── THE INPUT

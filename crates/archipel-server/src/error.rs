//! Error types for the API server.
//!
//! [`ApiError`] unifies all failure modes into a single enum that is
//! converted into an Axum HTTP response via its
//! [`IntoResponse`](axum::response::IntoResponse) implementation. Every
//! failure renders as `{"success": false, "message": ...}`.

use archipel_core::{CommandError, RunnerError};
use axum::http::StatusCode;
use axum::response::{IntoResponse, Response};

/// Errors that can occur in the API layer.
#[derive(Debug, thiserror::Error)]
pub enum ApiError {
    /// The world refused the command.
    #[error("{0}")]
    Command(#[from] CommandError),

    /// The world actor is not running.
    #[error("the world is not running")]
    Unavailable,

    /// A UUID could not be parsed from the request path.
    #[error("invalid UUID: {0}")]
    InvalidUuid(String),

    /// A serialization error.
    #[error("serialization error: {0}")]
    Serialization(#[from] serde_json::Error),
}

impl From<RunnerError> for ApiError {
    fn from(error: RunnerError) -> Self {
        match error {
            RunnerError::Stopped => Self::Unavailable,
            RunnerError::Command(e) => Self::Command(e),
        }
    }
}

impl ApiError {
    /// HTTP status for this error.
    pub const fn status(&self) -> StatusCode {
        match self {
            Self::Command(e) if e.is_not_found() => StatusCode::NOT_FOUND,
            Self::Command(_) | Self::InvalidUuid(_) => StatusCode::BAD_REQUEST,
            Self::Unavailable => StatusCode::SERVICE_UNAVAILABLE,
            Self::Serialization(_) => StatusCode::INTERNAL_SERVER_ERROR,
        }
    }
}

impl IntoResponse for ApiError {
    fn into_response(self) -> Response {
        let status = self.status();
        let body = serde_json::json!({
            "success": false,
            "message": self.to_string(),
        });
        (status, axum::Json(body)).into_response()
    }
}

────

* TASK TO COMPLETE
For every line above that includes the word "world", return the line.

* SOLUTION
    /// The world refused the command.
    /// The world actor is not running.
    #[error("the world is not running")]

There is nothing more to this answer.